Drymaplaneta semivitta is a species of cockroach native to Australia and introduced to New Zealand. In New Zealand, it is known as the Gisborne cockroach, after the city of Gisborne where it was first discovered in the country. It has also been claimed to have first appeared in Tauranga in 1954, probably arriving on a log shipment.

==Distinctive features==
One of the larger cockroaches, Drymaplaneta semivitta is about 20–45mm long and 12–15mm wide. It is a glossy dark brown, with distinctive tan or white coloured translucent stripes along each side of its head. Unlike many cockroaches, it has no vestigial wings.
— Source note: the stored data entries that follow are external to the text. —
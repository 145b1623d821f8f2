use bcpool_std::{
    amount::TargetAmount,
    create_pool::{create_pool_ixs, CreatePoolIxArgs, Vault},
    instructions::token::MINT_LEN,
    rent::default_min_balance,
};
use bs58_fixed_wasm::Bs58Array;
use serde::{Deserialize, Serialize};
use tsify_next::Tsify;
use wasm_bindgen::prelude::*;

use crate::{
    err::{amount_err, no_valid_pda_err},
    instruction::Instruction,
    interface::{AccountMap, Config, B58PK},
};

#[derive(Debug, Clone, Copy, Serialize, Deserialize, Tsify)]
#[tsify(into_wasm_abi, from_wasm_abi, large_number_types_as_bigints)]
#[serde(rename_all = "camelCase")]
pub struct CreatePoolArgs {
    /// The connected wallet
    pub signer: B58PK,

    /// See {@link parseTargetAmount}
    pub target_lamports: u64,

    /// `getMinimumBalanceForRentExemption(82)`.
    /// Defaults to the value for the default rent parameters if omitted.
    #[tsify(optional)]
    pub mint_rent_lamports: Option<u64>,
}

#[derive(Debug, Clone, Serialize, Deserialize, Tsify)]
#[tsify(into_wasm_abi, from_wasm_abi)]
#[serde(rename_all = "camelCase")]
pub struct VaultToCreate {
    /// "quote vault", "meme vault" or "fee vault"
    pub name: String,
    pub address: B58PK,
}

impl VaultToCreate {
    pub(crate) fn from_std(Vault { kind, addr, .. }: Vault) -> Self {
        Self {
            name: kind.name().to_owned(),
            address: B58PK::new(addr),
        }
    }
}

#[derive(Debug, Clone, Serialize, Deserialize, Tsify)]
#[tsify(into_wasm_abi, from_wasm_abi)]
#[serde(rename_all = "camelCase")]
pub struct CreatePoolIxs {
    pub ixs: Box<[Instruction]>,

    /// Vaults absent from `fetched`, whose create instructions are in `ixs`
    pub vaults_to_create: Box<[VaultToCreate]>,
}

/// Returns the create-pool instructions in the order they must appear in the transaction.
///
/// `memeMint` is the pubkey of a freshly generated keypair that must also sign the transaction.
///
/// `fetched` is the result of fetching {@link accountsToCheck}.
/// Accounts absent from it are assumed not to exist.
///
/// @throws
#[wasm_bindgen(js_name = createPoolIxs)]
pub fn create_pool_ixs_js(
    Bs58Array(meme_mint): &B58PK,
    CreatePoolArgs {
        signer: Bs58Array(signer),
        target_lamports,
        mint_rent_lamports,
    }: &CreatePoolArgs,
    config: &Config,
    fetched: &AccountMap,
) -> Result<CreatePoolIxs, JsError> {
    let cfg = config.to_std();
    let target = TargetAmount::new(*target_lamports).map_err(amount_err)?;
    let addrs =
        bcpool_std::CreatePoolAddrs::find(&cfg, *meme_mint).ok_or_else(no_valid_pda_err)?;
    let existing_vaults = addrs.existing_vaults(fetched);

    let ixs = create_pool_ixs(CreatePoolIxArgs {
        cfg: &cfg,
        addrs: &addrs,
        signer: *signer,
        target,
        mint_rent_lamports: mint_rent_lamports.unwrap_or(default_min_balance(MINT_LEN)),
        existing_vaults,
    });

    Ok(CreatePoolIxs {
        ixs: ixs.into_iter().map(Instruction::from_std).collect(),
        vaults_to_create: addrs
            .missing_vaults(&cfg, existing_vaults)
            .map(VaultToCreate::from_std)
            .collect(),
    })
}
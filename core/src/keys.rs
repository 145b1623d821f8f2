macro_rules! id_str {
    ($ID_STR:ident, $ID:ident, $pkstr:expr) => {
        pub const $ID_STR: &str = $pkstr;
        pub const $ID: [u8; 32] = const_crypto::bs58::decode_pubkey($ID_STR);
    };
}
pub(crate) use id_str;

id_str!(
    SYSTEM_PROGRAM_ID_STR,
    SYSTEM_PROGRAM_ID,
    "11111111111111111111111111111111"
);

id_str!(
    TOKEN_PROGRAM_ID_STR,
    TOKEN_PROGRAM_ID,
    "TokenkegQfeZyiNwAJbNbGKPFXCWuBvf9Ss623VQ5DA"
);

id_str!(
    ATOKEN_ID_STR,
    ATOKEN_ID,
    "ATokenGPvbdGVxr1b2hvZbsiqW5xWH25efTNsLJA8knL"
);

id_str!(
    SYSVAR_RENT_ID_STR,
    SYSVAR_RENT_ID,
    "SysvarRent111111111111111111111111111111111"
);

// wSOL
id_str!(
    QUOTE_MINT_ID_STR,
    QUOTE_MINT_ID,
    "So11111111111111111111111111111111111111112"
);

/// Owner of the fee quote vault
id_str!(
    FEE_RECIPIENT_ID_STR,
    FEE_RECIPIENT_ID,
    "7Z4GK4ouyzkqDcZU44FNBAGLfQTKkp6fwCUuzQcTKtJW"
);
In males, the third and fourth maxillary palps are enlarged, and the hind tibiae are flattened and expanded.

==Habitat and diet==
Drymaplaneta semivitta is often found in wood material, such as timber or bark chips. It feeds off organic material but does not normally infest food. In cold weather, it can be found in roof cavities and the empty spaces between walls. D. semivitta is generally regarded as harmless.

==Biology==
Hex-2-enal is present in the defensive secretions of D. semivitta. This chemical also occurs in some other species of Drymaplaneta.

==Range==
Drymaplaneta semivitta is most often found in Melbourne, Sydney, and throughout the North Island of New Zealand, and also in Nelson and Blenheim, although it has been found as far south as Timaru, Dunedin and Invercargill.